同社の開示情報によると、BYDセミコンダクターが開発したこのチップは、自動運転演算において毎秒80兆回の演算処理(TOPS)を目標としている。BYDはまた、TSMCおよびMediaTekと提携し、4nmプロセスのスマートコックピットチップ「BYD9000」を開発中である。2025年に開始された同社の「知能運転(Intelligent Driving)をすべての人へ」イニシアチブは、販売するすべての車両に少なくともレベル2以上の自動運転機能を搭載し、価格帯に応じて100 TOPSから600 TOPSまでの演算プラットフォームを使用する。
BYDの生産規模(同社は世界最大のEVメーカーである)において、これらのプラットフォームをすべてNvidiaやHorizon Roboticsから調達することは、巨額のマージンを外国のサプライヤーに移転することになる。BYDはすでに、バッテリーや電気モーターを含む車両部品の約75%を社内で生産している。
二重の現実
BYDの半導体への取り組みは、垂直統合という単純なストーリーよりも複雑である。2026年3月のNvidia GTC開発者会議において、BYDはGeely、Hyundai、Nissanとともに、レベル4自動運転車両開発向けのNvidia DRIVE Hyperionプラットフォームに正式に署名した。同社は自社のAIチップを開発すると同時に、最高レベルの自動運転においてNvidiaへの依存を深めている。これは、自社シリコンが現在提供できるものと、BYDの自動運転ロードマップが要求するものとのギャップを反映した二重戦略である。
BYDセミコンダクターの80 TOPSという性能主張に関する第三者による検証結果は、公表されていない。業界紙で引用されている数値は、外部試験ではなく同社の開示情報に基づくものである。
中国の自社チップ開発の波
BYDのデビューは、XiaomiとNioの同様のマイルストーンに続くものである。両社はいずれも、米国の輸出規制が中国企業の手に渡らないようにするために設計されたプロセスノードで、競争力のある自社シリコンを展開している。Xiaomiの「XRING O1」は、2025年5月にTSMCの3nm N3Eノードで発売され、190億個のトランジスタを搭載し、Geekbench 6でシングルコア3,100以上、マルチコア9,600以上のスコアを記録し、QualcommのSnapdragon 8 Eliteに迫る性能を示している。Nioの「Shenji NX9031」は、500億個以上のトランジスタと546 GB/sのメモリ帯域幅を備えた5nmプロセスの自動車グレードシステムオンチップであり、現在同社の全メインブランドラインアップに搭載され、外部の自動車およびロボット工学の顧客にライセンス供与されている。

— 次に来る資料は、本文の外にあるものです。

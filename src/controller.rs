//! External reactive attachment point for a store.
//!
//! A `Controller` holds a [`Weak`] reference rather than an `Arc`, so it
//! never keeps a store alive on its own — only active subscribers (via
//! [`crate::client::Client`]'s cache) do that. Calling into a controller
//! whose store has since been evicted and dropped reports
//! [`crate::error::EngineError::ControllerAfterDrop`] through the
//! configured [`WarningReporter`] instead of panicking, and the call
//! returns `None`.

use crate::context::Context;
use crate::error::EngineError;
use crate::operation::{Mutation, PaginatedQuery, Query};
use crate::state::{OperationStatus, Pages};
use crate::store::{MutationStore, PaginatedStore, QueryStore};
use crate::warning::{default_reporter, WarningReporter};
use std::sync::{Arc, Weak};

pub struct Controller<S: ?Sized> {
    store: Weak<S>,
    warning_reporter: Arc<dyn WarningReporter>,
}

impl<S: ?Sized> Controller<S> {
    pub fn new(store: &Arc<S>) -> Self {
        Self {
            store: Arc::downgrade(store),
            warning_reporter: default_reporter(),
        }
    }

    fn upgrade(&self) -> Option<Arc<S>> {
        match self.store.upgrade() {
            Some(store) => Some(store),
            None => {
                self.warning_reporter.report(&EngineError::ControllerAfterDrop);
                None
            }
        }
    }

    pub fn is_alive(&self) -> bool {
        self.store.strong_count() > 0
    }
}

/// Synonym matching the vocabulary consumers expect when asking "give me a
/// handle to drive this store" rather than "give me a store".
pub type Controls<S> = Controller<S>;

impl<Q: Query> Controller<QueryStore<Q>> {
    pub async fn run(&self, context: Context) -> Option<OperationStatus<Q::Value, Q::Failure>> {
        let store = self.upgrade()?;
        Some(store.run(context).await)
    }

    pub async fn run_if_stale(&self, context: Context) -> Option<OperationStatus<Q::Value, Q::Failure>> {
        let store = self.upgrade()?;
        Some(store.run_if_stale(context).await)
    }

    pub fn cancel(&self) {
        if let Some(store) = self.upgrade() {
            store.cancel_current_run();
        }
    }

    pub fn reset(&self) {
        if let Some(store) = self.upgrade() {
            store.reset_state();
        }
    }

    pub fn snapshot(&self) -> Option<OperationStatus<Q::Value, Q::Failure>> {
        self.upgrade().map(|store| store.snapshot())
    }
}

impl<P: PaginatedQuery> Controller<PaginatedStore<P>> {
    pub async fn fetch_next_page(&self, context: Context) -> Option<OperationStatus<Pages<P::PageId, P::PageValue>, P::Failure>> {
        let store = self.upgrade()?;
        Some(store.fetch_next_page(context).await)
    }

    pub async fn fetch_previous_page(&self, context: Context) -> Option<OperationStatus<Pages<P::PageId, P::PageValue>, P::Failure>> {
        let store = self.upgrade()?;
        Some(store.fetch_previous_page(context).await)
    }

    pub async fn refetch_all_pages(&self, context: Context) -> Option<OperationStatus<Pages<P::PageId, P::PageValue>, P::Failure>> {
        let store = self.upgrade()?;
        Some(store.refetch_all_pages(context).await)
    }

    pub fn reset(&self) {
        if let Some(store) = self.upgrade() {
            store.reset_state();
        }
    }

    pub fn snapshot(&self) -> Option<OperationStatus<Pages<P::PageId, P::PageValue>, P::Failure>> {
        self.upgrade().map(|store| store.snapshot())
    }
}

impl<M: Mutation> Controller<MutationStore<M>> {
    pub async fn run(&self, arguments: M::Arguments, context: Context) -> Option<Result<M::Value, M::Failure>> {
        let store = self.upgrade()?;
        Some(store.run(arguments, context).await)
    }

    pub fn reset(&self) {
        if let Some(store) = self.upgrade() {
            store.reset_state();
        }
    }
}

これら3社はいずれも、製造をTSMCに依存している。台湾のファウンドリは3nmおよび5nmノードで市場の約90%を占めており、近い将来に信頼できる代替手段は存在しない。ASMLの極端紫外線(EUV)リソグラフィ装置は、5nm未満の製造に必要なハードウェアであり、米国政策に沿ったオランダの輸出規制の下で、中国のファウンドリは依然として入手できない。日本の経済紙Nikkei Asiaが引用した業界データによると、中国の半導体自給率は2024年に約33%であった。
投資家にとっての疑問は、BYDの自社チップが、利益率に影響を与える規模において、NvidiaやHorizon Roboticsへの依存を意味のある形で低減できるかどうかである。BYDの株価はフォワードベースで約18倍の利益倍率で取引されており、Teslaの65倍に対してディスカウントされている。これは、垂直統合には最高レベルの自動運転において限界があるという市場の見方を反映している。BYDの80 TOPSチップが実環境でのテストで競争力を証明できれば、調達コストの削減だけで、低価格帯の車両の粗利益率に数百ベーシスポイントを追加できる可能性がある。しかし、独立したベンチマークがなければ、それはあくまで仮説であり、結論ではない。
本記事は情報提供のみを目的としており、投資助言を構成するものではない。